Homer's men, we saw, usually sacrifice hecatombs outside of the temple, though twelve kine are sacrificed in the temple of the Trojan Athena.
The votive objects found in this Spartan precinct of the ninth century were pottery in the Geometric, post-Aegean style, with ivory plaques, at least as large as an ordinary playing card, covering the safety pin of the fibula. The earliest designs incised on these plaques of ivory "repeat in more than one case Aegean motives" (such as the goddess holding a bird in each hand); the style is touched with Mesopotamian influences, but more deeply by the art of the Bronze Age in the area of the Danube. The "double coil" or "pair of spectacles" shape of fibula-cover, familiar in the Danubian region, also occurs.[9]
Such being the art in the new home of the Dorian invaders, we expect to find art rather better than worse among the Ionians at Attica at the same period—the ninth century B.C., which is doubtless much later than the central period of the Ionian migration to Asia. The tombs of Spata in Attica, and the treasure from Aegina in the British Museum, are taken as relics of the late "Sub-Aegean" art of, say, the tenth to ninth centuries. The ivories of Sparta "suggest some art of West Asia": the Aegina objects in gold are partly "Aegean" survivals, partly show unmistakable Egyptian influence passed through an Oriental medium. The well-known gold cup of Aegina, with its rosette and four spirals, has a parallel from one of the rich royal tombs of the Mycenaean acropolis: there are also, as at Mycenae, many thin round plaques of gold, probably sewn originally on robes. The rings bear no signets: one is in the form of a buckler, like a reduced Mycenaean figure-of-eight shield, inlaid with blue glass paste. The figure of a man or god holding a water-fowl in each hand, and wearing a loin-cloth, is of a modified Egyptian character. The date of the objects is placed between the tenth and ninth centuries.[10]
Probably the Ionian emigrants from the mainland near Aegina left behind them some, and probably they took with them other craftsmen capable of executing such work in gold as we have described. But they also left in Attica the potters who, about the ninth to eighth centuries, B.C., covered the great vases, which did duty for headstones in the cemetery of the Dipylon, with geometric ornament and barbaric representations of life. It was no barbarian life that they knew, crudely as they designed it. The people of Athens, as the vases prove, had four-horse chariots; had large ships manned by many oarsmen, and furnished with a submerged sharp ram. The warriors in the chariots wore shields slung by baldrics: in form they were circular, in other cases they exaggerated, in much smaller dimensions, the features of the Aegean figure-of-eight shield, or were smaller forms of the Aegean oblong shield. Here and there a spearman holds in front of him an oval shield by the handle. The swords are straight short swords, worn at right angles to the waist, not heavy Homeric swords, slung by a baldric from the shoulder. In some cases, however, heavy leaf-shaped blades are used, both for cut and thrust.

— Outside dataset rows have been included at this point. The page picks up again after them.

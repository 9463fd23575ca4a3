//! Frame-batched side effects.
//!
//! Work scheduled here runs at the next flush, never inside the call stack
//! that scheduled it. The host flushes once per frame, after ticking its
//! animation driver.

use std::cell::RefCell;
use std::collections::VecDeque;
use std::rc::Rc;

/// A deferred unit of work.
pub type FrameCallback = Box<dyn FnOnce()>;

/// Schedules callbacks for the next update point.
pub trait FrameScheduler {
    fn schedule_update(&self, callback: FrameCallback);
}

/// A FIFO queue of frame callbacks.
///
/// Clones share the same queue, so the animator and the host loop can each
/// hold one.
#[derive(Clone, Default)]
pub struct FrameBatch {
    queue: Rc<RefCell<VecDeque<FrameCallback>>>,
}

impl FrameBatch {
    pub fn new() -> Self {
        Self::default()
    }

    /// Number of callbacks waiting for the next flush.
    pub fn pending(&self) -> usize {
        self.queue.borrow().len()
    }

    /// Run everything queued so far, in scheduling order.
    ///
    /// Callbacks scheduled while flushing wait for the next flush.
    pub fn flush(&self) -> usize {
        let batch = std::mem::take(&mut *self.queue.borrow_mut());
        let count = batch.len();
        for callback in batch {
            callback();
        }
        if count > 0 {
            tracing::trace!(count, "flushed frame batch");
        }
        count
    }
}

impl FrameScheduler for FrameBatch {
    fn schedule_update(&self, callback: FrameCallback) {
        self.queue.borrow_mut().push_back(callback);
    }
}

impl std::fmt::Debug for FrameBatch {
    fn fmt(&self, f: &mut std::fmt::Formatter<'_>) -> std::fmt::Result {
        f.debug_struct("FrameBatch")
            .field("pending", &self.pending())
            .finish()
    }
}
/// Example program to print the loaded motion configuration
///
/// Run with: cargo run -p rune-config --example print_config

fn main() {
    let config = rune_config::RuneConfig::load();

    println!("=== Rune Motion Configuration ===\n");

    println!("Motion Settings:");
    println!("  Reduced Motion: {}", config.motion.reduced_motion);
    println!("  Tween Duration: {}ms", config.motion.tween_duration_ms);
    println!("  Keyframes Duration: {}ms", config.motion.keyframes_duration_ms);
    println!(
        "  Spring: stiffness={} damping={} mass={}",
        config.motion.spring_stiffness, config.motion.spring_damping, config.motion.spring_mass
    );
    println!(
        "  Scale Spring: stiffness={} damping={}",
        config.motion.scale_spring_stiffness, config.motion.scale_spring_damping
    );
    println!();

    println!("Viewport Settings:");
    println!("  Amount: {}", config.viewport.amount);
    println!("  Once: {}", config.viewport.once);
    println!();

    match toml::to_string_pretty(&config) {
        Ok(toml_str) => {
            println!("=== Serialized Configuration ===");
            println!("{}", toml_str);
        }
        Err(e) => {
            eprintln!("Failed to serialize config: {}", e);
        }
    }
}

The people had great spectacular funerals. The body of the dead lay on a bier in the house, while men, women, and children, mere skeleton figures, plucked out their hair with both hands. Then the body was borne in a chariot to the grave (it was seldom cremated), and a procession of charioteers followed.
The swords and spears were of iron, none had richly adorned hilts of ivory and gold.
The gold work of the period, chiefly stamped on thin bands, was not quite so crude as that of the potter with his triangle reversed for a body, the monstrous thighs and calves of his men, their bird-shaped inhuman faces,—all of them remote from the Aegean art, and apparently of northern origin. The artists in gold work were in advance of the vase-painters, whose horses usually have a thing like a fish for head, set on a neck like a serpent.
The Attic region, towards the end of the Ionian migration, thus presents the decay of Aegean and the bloom of geometric decoration, and of barbaric, probably northern design. None the less the life depicted so barbarously was no barbaric life. Bad as is the art, you see that the life is Hellenic.
At the same time the Dipylon life is wholly un-Homeric. The manner of burial, the huge vases in place of the cairn and pillar, the metal of the weapons, iron, their want of adornment, the size, shape, and mode of carrying the sword, the tearing out of their own hair by mourners, the size of the shields, and even the dress of the women who, in my opinion, wear skirts, not chitons, are all of a nature unknown to the Epics. Poets of the Dipylon age could never have preserved the uniform Homeric descriptions of details totally unlike what they saw in actual existence.
About the relics of the earliest Ionian settlements in Asia, archaeology now knows something. The excavations of Mr. Hogarth on the earliest site of the Ionian temple of Artemis at Ephesus (700 B.C.?), revealed thousands of votive offerings in gold, ivory, bone, paste, crystal, and other materials. These had been "carefully laid between the slabs for some hieratic purpose," probably under the central statue of the goddess. Mr. Hogarth dates the deposit at about 700 B.C., "some two centuries after the traditional landing of the colonists."